**Exercise goal**
Each line of the records below that holds "jobs" should be returned.
====== Available data
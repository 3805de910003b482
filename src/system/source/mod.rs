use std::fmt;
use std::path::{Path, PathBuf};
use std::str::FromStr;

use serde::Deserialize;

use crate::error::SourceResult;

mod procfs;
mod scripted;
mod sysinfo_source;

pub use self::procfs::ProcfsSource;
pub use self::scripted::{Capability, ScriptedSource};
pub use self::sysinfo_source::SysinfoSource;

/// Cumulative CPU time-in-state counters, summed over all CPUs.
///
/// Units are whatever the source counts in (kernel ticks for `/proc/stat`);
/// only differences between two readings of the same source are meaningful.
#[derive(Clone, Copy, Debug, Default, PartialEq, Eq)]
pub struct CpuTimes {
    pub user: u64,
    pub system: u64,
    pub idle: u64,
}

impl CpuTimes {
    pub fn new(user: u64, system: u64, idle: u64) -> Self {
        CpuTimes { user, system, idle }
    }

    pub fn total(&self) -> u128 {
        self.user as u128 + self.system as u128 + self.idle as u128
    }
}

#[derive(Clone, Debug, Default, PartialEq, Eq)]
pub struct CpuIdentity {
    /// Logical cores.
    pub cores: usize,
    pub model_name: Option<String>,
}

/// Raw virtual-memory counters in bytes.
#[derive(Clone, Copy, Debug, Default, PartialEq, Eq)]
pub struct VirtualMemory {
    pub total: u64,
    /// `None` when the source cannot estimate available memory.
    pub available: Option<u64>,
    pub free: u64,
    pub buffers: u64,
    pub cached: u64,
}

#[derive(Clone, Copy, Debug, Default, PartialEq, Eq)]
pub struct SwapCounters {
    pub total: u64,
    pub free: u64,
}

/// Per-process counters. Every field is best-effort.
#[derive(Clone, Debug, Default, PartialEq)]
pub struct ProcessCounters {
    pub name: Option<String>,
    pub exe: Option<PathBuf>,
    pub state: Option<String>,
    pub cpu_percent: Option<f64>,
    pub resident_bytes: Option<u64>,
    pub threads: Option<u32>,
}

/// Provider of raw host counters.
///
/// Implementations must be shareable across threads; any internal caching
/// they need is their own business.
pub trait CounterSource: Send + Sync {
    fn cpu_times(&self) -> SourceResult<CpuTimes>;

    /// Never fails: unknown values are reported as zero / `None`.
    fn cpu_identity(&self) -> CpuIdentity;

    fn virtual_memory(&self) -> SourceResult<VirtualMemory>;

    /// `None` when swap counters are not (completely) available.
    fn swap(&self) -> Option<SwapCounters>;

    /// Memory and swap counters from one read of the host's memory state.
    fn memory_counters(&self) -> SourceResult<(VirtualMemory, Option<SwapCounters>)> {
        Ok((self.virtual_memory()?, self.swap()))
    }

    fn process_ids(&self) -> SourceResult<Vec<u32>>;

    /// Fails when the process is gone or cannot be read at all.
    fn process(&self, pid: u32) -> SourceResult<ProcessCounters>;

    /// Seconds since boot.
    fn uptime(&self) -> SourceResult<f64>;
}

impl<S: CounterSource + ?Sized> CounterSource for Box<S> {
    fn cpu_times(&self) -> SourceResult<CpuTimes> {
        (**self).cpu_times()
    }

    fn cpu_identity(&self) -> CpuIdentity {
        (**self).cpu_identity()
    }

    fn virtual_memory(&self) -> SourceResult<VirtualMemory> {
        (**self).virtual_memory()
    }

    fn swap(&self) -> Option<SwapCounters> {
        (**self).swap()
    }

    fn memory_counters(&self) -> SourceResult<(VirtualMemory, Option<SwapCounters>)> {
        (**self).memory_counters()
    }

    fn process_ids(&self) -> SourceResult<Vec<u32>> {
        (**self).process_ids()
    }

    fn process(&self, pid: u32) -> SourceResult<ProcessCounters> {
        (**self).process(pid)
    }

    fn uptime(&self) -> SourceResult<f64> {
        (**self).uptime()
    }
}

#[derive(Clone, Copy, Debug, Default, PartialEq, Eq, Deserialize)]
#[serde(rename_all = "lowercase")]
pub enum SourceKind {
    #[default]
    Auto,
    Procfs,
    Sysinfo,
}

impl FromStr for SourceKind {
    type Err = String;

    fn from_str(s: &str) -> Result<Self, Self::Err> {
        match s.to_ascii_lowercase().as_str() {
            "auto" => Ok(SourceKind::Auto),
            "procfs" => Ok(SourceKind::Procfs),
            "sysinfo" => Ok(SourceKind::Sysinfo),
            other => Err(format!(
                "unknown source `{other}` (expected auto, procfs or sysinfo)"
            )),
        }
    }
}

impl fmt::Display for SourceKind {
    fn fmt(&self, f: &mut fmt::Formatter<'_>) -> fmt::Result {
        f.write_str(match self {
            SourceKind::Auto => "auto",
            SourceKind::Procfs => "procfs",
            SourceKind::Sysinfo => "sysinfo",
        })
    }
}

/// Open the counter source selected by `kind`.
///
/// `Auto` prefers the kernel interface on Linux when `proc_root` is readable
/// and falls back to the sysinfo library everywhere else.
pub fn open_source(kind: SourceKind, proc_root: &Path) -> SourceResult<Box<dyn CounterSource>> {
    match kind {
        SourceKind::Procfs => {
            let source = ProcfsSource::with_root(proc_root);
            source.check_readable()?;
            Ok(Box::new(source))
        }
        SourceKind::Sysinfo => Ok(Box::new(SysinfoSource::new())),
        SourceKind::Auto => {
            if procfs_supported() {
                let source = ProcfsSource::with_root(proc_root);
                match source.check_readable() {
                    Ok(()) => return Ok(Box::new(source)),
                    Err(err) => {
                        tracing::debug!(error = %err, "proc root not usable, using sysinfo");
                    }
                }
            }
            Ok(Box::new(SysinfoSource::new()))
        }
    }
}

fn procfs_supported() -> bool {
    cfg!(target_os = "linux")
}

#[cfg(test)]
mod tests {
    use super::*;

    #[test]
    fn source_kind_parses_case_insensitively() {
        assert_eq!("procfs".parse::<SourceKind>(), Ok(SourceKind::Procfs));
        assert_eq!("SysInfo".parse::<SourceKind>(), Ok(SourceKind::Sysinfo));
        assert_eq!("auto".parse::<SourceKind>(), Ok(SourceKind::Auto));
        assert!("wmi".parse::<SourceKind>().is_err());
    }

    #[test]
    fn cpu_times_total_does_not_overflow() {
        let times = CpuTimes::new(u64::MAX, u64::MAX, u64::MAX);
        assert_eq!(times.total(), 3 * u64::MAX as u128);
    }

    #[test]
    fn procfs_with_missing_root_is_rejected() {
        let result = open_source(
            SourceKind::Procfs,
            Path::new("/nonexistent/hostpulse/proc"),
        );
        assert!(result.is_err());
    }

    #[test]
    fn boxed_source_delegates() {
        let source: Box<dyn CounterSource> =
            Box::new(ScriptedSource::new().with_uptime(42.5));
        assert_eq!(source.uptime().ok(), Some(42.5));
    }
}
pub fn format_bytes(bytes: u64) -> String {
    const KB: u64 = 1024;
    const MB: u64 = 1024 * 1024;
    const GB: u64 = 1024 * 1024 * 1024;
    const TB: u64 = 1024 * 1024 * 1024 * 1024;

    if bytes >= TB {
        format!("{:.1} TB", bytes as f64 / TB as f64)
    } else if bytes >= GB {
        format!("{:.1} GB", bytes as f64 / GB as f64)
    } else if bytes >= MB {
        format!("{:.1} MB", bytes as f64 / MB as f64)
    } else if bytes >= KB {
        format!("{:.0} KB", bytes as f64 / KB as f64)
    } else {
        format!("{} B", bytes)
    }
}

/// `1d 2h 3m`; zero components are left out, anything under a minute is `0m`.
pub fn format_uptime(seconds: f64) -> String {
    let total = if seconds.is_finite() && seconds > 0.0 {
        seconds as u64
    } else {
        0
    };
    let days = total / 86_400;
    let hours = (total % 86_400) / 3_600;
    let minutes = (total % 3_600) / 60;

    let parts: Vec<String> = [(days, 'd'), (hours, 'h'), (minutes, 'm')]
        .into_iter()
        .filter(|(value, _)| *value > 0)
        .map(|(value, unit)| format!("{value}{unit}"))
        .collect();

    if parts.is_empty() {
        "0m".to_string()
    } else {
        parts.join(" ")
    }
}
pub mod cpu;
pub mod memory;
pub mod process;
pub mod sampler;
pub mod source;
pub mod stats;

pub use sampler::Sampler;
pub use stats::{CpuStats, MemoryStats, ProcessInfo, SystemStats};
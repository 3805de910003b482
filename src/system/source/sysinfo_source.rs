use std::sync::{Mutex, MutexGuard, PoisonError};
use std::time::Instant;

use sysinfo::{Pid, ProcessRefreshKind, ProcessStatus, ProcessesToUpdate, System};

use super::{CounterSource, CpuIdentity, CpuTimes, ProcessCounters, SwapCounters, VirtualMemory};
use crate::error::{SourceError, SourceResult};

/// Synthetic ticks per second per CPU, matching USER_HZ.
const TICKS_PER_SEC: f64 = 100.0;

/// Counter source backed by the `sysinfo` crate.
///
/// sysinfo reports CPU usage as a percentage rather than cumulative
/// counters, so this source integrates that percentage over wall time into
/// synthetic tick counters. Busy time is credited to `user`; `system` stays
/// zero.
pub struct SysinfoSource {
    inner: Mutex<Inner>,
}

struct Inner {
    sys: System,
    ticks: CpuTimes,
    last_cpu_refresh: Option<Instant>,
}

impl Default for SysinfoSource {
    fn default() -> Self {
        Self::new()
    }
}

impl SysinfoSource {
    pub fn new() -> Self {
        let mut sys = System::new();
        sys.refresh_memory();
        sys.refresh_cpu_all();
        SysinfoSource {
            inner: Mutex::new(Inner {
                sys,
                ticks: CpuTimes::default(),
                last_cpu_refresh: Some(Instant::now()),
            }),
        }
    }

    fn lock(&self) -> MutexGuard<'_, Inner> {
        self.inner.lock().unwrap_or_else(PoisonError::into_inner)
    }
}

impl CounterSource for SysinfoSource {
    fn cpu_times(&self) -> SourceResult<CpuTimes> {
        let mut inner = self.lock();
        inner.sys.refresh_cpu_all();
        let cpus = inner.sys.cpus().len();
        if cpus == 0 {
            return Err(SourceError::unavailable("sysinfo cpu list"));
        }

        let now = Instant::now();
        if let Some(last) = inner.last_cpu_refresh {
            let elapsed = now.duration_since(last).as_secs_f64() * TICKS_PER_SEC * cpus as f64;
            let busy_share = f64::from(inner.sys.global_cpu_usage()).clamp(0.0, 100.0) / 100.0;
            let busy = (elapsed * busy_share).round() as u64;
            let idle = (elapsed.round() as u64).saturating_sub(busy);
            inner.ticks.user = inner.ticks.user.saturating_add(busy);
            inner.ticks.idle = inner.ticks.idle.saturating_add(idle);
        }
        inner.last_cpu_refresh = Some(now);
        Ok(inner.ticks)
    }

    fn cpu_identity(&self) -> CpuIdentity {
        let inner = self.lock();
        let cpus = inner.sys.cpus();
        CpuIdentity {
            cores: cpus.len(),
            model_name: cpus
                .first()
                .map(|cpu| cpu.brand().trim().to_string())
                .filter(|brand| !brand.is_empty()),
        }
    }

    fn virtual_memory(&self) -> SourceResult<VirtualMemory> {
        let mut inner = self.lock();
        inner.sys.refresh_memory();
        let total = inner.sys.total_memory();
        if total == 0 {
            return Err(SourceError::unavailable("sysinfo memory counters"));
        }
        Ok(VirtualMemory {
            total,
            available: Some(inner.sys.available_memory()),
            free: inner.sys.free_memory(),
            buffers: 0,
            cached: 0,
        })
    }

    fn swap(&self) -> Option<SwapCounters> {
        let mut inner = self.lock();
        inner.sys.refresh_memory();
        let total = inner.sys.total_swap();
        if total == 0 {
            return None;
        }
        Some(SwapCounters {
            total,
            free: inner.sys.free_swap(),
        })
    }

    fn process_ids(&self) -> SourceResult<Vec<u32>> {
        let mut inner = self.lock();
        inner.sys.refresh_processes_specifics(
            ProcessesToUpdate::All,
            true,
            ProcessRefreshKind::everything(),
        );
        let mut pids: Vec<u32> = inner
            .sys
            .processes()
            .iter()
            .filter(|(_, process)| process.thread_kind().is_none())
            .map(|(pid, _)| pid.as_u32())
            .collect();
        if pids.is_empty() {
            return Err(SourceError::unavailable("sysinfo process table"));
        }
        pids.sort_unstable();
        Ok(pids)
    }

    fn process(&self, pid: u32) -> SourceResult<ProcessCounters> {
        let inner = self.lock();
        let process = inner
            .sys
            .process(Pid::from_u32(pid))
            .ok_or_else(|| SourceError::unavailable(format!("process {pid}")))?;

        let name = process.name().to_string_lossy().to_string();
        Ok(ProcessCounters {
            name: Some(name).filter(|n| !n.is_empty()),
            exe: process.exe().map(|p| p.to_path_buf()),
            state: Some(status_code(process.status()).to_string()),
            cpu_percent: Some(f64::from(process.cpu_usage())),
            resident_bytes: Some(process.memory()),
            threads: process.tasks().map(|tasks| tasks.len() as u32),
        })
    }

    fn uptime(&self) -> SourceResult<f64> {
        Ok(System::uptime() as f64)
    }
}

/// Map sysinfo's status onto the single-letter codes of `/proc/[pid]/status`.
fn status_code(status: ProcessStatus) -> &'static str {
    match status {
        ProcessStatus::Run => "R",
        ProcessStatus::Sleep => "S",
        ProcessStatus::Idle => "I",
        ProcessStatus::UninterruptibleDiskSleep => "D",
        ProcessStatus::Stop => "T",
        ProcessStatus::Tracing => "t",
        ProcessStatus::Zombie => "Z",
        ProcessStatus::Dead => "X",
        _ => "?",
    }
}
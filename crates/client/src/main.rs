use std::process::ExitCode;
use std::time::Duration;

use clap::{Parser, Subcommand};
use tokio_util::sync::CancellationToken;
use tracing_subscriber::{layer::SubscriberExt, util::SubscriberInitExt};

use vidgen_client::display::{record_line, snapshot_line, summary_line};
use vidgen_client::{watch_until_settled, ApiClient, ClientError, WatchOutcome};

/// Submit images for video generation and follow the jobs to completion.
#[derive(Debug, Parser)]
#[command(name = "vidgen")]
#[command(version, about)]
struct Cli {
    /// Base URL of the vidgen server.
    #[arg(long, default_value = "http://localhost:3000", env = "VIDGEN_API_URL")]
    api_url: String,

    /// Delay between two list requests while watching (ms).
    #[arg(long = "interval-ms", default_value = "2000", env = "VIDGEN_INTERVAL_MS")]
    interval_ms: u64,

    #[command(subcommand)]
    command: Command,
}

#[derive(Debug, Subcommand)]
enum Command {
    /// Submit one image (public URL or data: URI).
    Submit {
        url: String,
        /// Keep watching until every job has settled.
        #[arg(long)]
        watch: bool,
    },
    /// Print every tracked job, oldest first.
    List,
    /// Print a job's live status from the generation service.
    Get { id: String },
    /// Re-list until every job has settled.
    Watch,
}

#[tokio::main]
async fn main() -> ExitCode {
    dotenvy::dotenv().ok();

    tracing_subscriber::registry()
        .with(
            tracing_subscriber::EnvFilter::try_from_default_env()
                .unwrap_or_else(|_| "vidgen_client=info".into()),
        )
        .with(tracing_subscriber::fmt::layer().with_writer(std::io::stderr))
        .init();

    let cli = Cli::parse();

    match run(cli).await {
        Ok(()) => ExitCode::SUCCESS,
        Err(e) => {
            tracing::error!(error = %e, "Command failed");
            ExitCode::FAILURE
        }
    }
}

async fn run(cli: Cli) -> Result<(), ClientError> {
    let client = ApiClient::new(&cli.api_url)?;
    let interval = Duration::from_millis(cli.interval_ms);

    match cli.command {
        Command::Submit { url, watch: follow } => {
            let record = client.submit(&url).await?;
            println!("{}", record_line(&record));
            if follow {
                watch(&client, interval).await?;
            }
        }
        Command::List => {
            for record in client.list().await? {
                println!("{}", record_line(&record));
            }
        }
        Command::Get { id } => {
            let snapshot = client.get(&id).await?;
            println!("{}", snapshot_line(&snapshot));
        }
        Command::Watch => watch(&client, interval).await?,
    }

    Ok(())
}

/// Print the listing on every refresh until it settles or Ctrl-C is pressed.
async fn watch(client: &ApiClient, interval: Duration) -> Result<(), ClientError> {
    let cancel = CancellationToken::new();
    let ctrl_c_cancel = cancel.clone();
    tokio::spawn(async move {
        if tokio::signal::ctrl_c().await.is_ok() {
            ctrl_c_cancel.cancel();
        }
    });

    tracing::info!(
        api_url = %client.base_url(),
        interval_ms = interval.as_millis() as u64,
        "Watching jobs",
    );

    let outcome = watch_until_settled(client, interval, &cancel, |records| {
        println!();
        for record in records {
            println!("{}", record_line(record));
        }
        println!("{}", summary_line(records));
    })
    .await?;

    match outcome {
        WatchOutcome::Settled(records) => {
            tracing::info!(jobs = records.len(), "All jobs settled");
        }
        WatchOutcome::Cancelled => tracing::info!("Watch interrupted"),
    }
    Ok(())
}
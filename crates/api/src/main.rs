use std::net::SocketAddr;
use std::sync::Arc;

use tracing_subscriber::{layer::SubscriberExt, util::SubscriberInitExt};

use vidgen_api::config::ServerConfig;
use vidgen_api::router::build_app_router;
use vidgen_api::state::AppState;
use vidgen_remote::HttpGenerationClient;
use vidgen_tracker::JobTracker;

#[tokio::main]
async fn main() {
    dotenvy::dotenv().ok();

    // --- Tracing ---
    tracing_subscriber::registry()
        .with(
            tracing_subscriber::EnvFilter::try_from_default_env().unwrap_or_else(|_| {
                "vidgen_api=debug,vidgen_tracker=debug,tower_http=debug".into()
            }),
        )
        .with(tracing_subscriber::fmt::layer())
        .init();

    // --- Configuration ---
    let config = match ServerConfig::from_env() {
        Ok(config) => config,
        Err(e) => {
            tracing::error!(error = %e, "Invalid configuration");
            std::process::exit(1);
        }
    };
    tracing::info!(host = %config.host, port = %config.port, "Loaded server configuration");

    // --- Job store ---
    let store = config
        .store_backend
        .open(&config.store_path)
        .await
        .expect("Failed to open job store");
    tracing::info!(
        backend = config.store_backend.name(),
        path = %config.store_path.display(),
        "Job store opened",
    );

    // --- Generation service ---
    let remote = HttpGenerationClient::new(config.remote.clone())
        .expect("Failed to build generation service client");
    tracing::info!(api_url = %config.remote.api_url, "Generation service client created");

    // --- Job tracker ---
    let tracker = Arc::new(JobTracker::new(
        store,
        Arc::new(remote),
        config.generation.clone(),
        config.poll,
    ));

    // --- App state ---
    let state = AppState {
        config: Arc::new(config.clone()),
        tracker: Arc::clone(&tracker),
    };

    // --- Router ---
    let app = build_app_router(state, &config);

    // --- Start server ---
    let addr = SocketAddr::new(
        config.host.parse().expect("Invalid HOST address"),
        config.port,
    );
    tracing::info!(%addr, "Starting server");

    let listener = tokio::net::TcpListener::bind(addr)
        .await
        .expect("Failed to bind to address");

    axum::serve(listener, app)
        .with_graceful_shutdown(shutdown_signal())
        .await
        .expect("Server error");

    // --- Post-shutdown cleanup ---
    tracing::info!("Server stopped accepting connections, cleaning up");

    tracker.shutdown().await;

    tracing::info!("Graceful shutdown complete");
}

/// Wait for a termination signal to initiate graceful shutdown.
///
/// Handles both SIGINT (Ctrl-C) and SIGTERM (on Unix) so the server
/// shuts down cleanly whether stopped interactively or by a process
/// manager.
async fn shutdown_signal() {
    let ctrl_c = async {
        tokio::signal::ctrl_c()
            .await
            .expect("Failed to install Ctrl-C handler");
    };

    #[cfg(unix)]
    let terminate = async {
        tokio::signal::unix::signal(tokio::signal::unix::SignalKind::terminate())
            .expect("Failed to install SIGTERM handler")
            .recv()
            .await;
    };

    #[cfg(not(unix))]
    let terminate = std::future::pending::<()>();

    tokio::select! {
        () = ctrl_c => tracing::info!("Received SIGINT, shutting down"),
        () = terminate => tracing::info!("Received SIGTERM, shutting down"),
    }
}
============
**Problem solution**
/// Submit images for video generation and follow the jobs to completion.
        "Watching jobs",
            tracing::info!(jobs = records.len(), "All jobs settled");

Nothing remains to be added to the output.